Egoismus, getarnt als eingeforderte Rücksichtnahme

In den letzten Tage bin ich über ein Statement gestolpert, das für mich verdeutlicht, dass wir bei der Thematisierung von Identitäten und wie man diese auslebt, zurzeit auf einem ziemlichen Holzweg sind.

Mittlerweile ist es ja so, dass man vollkommen unbeabsichtigt allen möglichen Menschen auf den Schlips treten kann, auch wenn man denen gar nichts Böses will. Da kann es schon ausreichen, jemanden, den man nicht näher kennt, mit „Hallo, mein Herr“ anzusprechen, selbst wenn diese Person für einen selbst eindeutig männlich aussieht. Sollte der sich allerdings grundsätzlich oder auch gerade mal nicht als Mann fühlen, dann ist die Anrede „Herr“ ein Fauxpas, der schon mal übel genommen wird.

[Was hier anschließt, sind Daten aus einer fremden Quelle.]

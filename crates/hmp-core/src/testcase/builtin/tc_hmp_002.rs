//! Read-only data retrieval through the controller's mountpoint.

use serde_json::Value;
use tracing::{error, info};

use super::{fetch_tolerating, has_data};
use crate::model::{ExecutionResult, Metric, ResultType, TestNote, TestStatus};
use crate::testcase::{CaseContext, CaseError, TestCase, TestCaseBase, TestCaseType, Verdict};

const ERROR_DESCRIPTION: &str = "Failed to query RESTCONF data from controller";

/// Request Entity Too Large, acceptable for an unfiltered read.
const TOO_BIG: u16 = 413;

/// Unfiltered, subtree-filtered and config-only reads of the DUT datastore.
pub struct DataRetrieval {
    base: TestCaseBase,
}

impl TestCaseType for DataRetrieval {
    const ID: Option<&'static str> = Some("002");
    const NAME: &'static str = "Read-Only Data Retrieval (Unfiltered, Filtered, and Config-Only)";
    const DESCRIPTION: &'static str = "Verify that the O-RU exposes operational and configuration data via NETCONF and that the O-RU Controller retrieves and exposes this data using RESTCONF in JSON format.";
    const CATEGORIES: &'static [&'static str] = &["basic", "data", "restconf"];
    const SUITE: &'static str = "Data Retrieval";

    fn create(ctx: CaseContext) -> Self {
        let mut base = TestCaseBase::new(ctx);
        base.set_status(TestStatus::ConditionallyMandatory);
        Self { base }
    }
}

/// One retrieval step and what it returned.
struct Retrieval {
    status: u16,
    data: Value,
    path: Option<(&'static str, String)>,
}

impl DataRetrieval {
    fn execute(&self) -> Result<Verdict, CaseError> {
        let controller = self.base.controller()?;
        let settings = self.base.settings();
        let mountpoint = settings.dut_mountpoint_name.as_str();

        let unfiltered_url = controller.mount_url(mountpoint, "");
        let (status, data) = fetch_tolerating(controller, &unfiltered_url, &[TOO_BIG])?;
        let unfiltered = Retrieval {
            status,
            data,
            path: None,
        };
        let unfiltered_ok = match unfiltered.status {
            200 => has_data(&unfiltered.data),
            TOO_BIG => {
                info!("Unfiltered retrieval returned 'too-big' (HTTP 413), which is acceptable");
                true
            }
            _ => false,
        };

        let filter_path = settings.tc_002_filter_path.clone();
        let (status, data) = controller.fetch(&controller.mount_url(mountpoint, &filter_path))?;
        let filtered = Retrieval {
            status,
            data,
            path: Some(("Filter Path", filter_path)),
        };
        let filtered_ok = filtered.status == 200 && has_data(&filtered.data);

        let config_path = settings.tc_002_config_path.clone();
        let config_url = format!(
            "{}?content=config",
            controller.mount_url(mountpoint, &config_path)
        );
        let (status, data) = controller.fetch(&config_url)?;
        let config_only = Retrieval {
            status,
            data,
            path: Some(("Config Path", config_path)),
        };
        let config_ok = config_only.status == 200 && has_data(&config_only.data);

        let metrics = vec![
            retrieval_metric(
                "Unfiltered Data Retrieval",
                &unfiltered,
                unfiltered_ok,
                mountpoint,
            ),
            retrieval_metric(
                "Subtree-Filtered Data Retrieval",
                &filtered,
                filtered_ok,
                mountpoint,
            ),
            retrieval_metric(
                "Configuration-Only Data Retrieval",
                &config_only,
                config_ok,
                mountpoint,
            ),
        ];
        Ok(Verdict::new(
            ResultType::from_bool(unfiltered_ok && filtered_ok && config_ok),
            metrics,
        ))
    }
}

fn retrieval_metric(
    description: &str,
    step: &Retrieval,
    success: bool,
    mountpoint: &str,
) -> Metric {
    if !success {
        error!(
            step = description,
            status = step.status,
            "Data retrieval check failed"
        );
    }
    let mut metric = Metric::new(description, ResultType::from_bool(success))
        .measure_text("Status Code", step.status.to_string())
        .measure_text("Mountpoint Name", mountpoint);
    if let Some((label, path)) = &step.path {
        metric = metric.measure_text(*label, path.clone());
    }
    metric
}

impl TestCase for DataRetrieval {
    fn id(&self) -> &str {
        self.base.id()
    }

    fn run(&mut self) -> ExecutionResult {
        self.base.begin(TestNote::new(
            "Test Case Description",
            "This test verifies that the O-RU supports NETCONF `get` and `get-config` operations for unfiltered and subtree-filtered retrievals, and that the O-RU Controller makes this data available via RESTCONF in JSON format.",
        ));
        let outcome = self.execute();
        self.base.conclude(outcome, ERROR_DESCRIPTION)
    }
}

#[cfg(test)]
mod tests {
    use super::*;
    use serde_json::json;

    #[test]
    fn test_retrieval_metric_measurements() {
        let step = Retrieval {
            status: 200,
            data: json!({"a": 1}),
            path: Some(("Filter Path", "x:y".to_string())),
        };
        let metric = retrieval_metric("Subtree-Filtered Data Retrieval", &step, true, "dut");
        let names: Vec<&str> = metric
            .measurements
            .iter()
            .map(|m| m.name.as_str())
            .collect();
        assert_eq!(names, ["Status Code", "Mountpoint Name", "Filter Path"]);
        assert_eq!(metric.result, ResultType::Pass);
    }
}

Und dass ich von dem ganzen Woke-Gedöns nicht allzu viel halte, sondern es vielmehr als kulturelle Rückständigkeit empfinde, habe ich ja auch schon mal in einem Artikel beschrieben. Genauso wie ich vieles von dem identitätspolitischen Tamtam für wenig zielführend zur Gleichberechtigung aller Menschen, dafür aber umso besser geeignet für Teile-und-herrsche-Praktiken halte (s. dazu hier).

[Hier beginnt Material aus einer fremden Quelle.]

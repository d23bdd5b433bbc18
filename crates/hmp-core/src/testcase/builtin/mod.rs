//! Built-in hybrid M-plane conformance checks.

mod tc_hmp_001;
mod tc_hmp_002;
mod tc_hmp_003;
mod tc_hmp_004;

pub use tc_hmp_001::TransportHandshake;
pub use tc_hmp_002::DataRetrieval;
pub use tc_hmp_003::NetconfSessions;
pub use tc_hmp_004::Configurability;

use serde_json::{json, Value};

use crate::controller::{Controller, ControllerError};
use crate::discovery::{Namespace, Unit};

/// Namespace holding one unit per built-in test case.
pub fn namespace() -> Namespace {
    Namespace::new("testcase")
        .with_unit(Unit::single::<TransportHandshake>("tc_hmp_001"))
        .with_unit(Unit::single::<DataRetrieval>("tc_hmp_002"))
        .with_unit(Unit::single::<NetconfSessions>("tc_hmp_003"))
        .with_unit(Unit::single::<Configurability>("tc_hmp_004"))
}

/// Whether a response body carries anything.
pub(crate) fn has_data(data: &Value) -> bool {
    match data {
        Value::Null => false,
        Value::Object(map) => !map.is_empty(),
        Value::Array(items) => !items.is_empty(),
        Value::String(s) => !s.is_empty(),
        _ => true,
    }
}

/// GET that reports the listed HTTP error statuses as `(status, {})`
/// instead of failing.
pub(crate) fn fetch_tolerating(
    controller: &dyn Controller,
    url: &str,
    tolerated: &[u16],
) -> Result<(u16, Value), ControllerError> {
    match controller.fetch(url) {
        Err(ControllerError::Http { status, .. }) if tolerated.contains(&status) => {
            Ok((status, json!({})))
        }
        other => other,
    }
}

Ich bin ja mit dem Selbstverständnis aufgewachsen, dass jeder nach seiner Fasson leben soll, solange er niemand anderen damit beeinträchtigt oder in seiner Freizügigkeit beschneidet. Wenn beispielsweise ein Mann meint, Frauenkleider anziehen zu wollen – bitte, soll er machen, stört mich nicht. Kann schließlich jeder anziehen, sich schminken, die Haare tragen usw., wie er oder sie es gern will.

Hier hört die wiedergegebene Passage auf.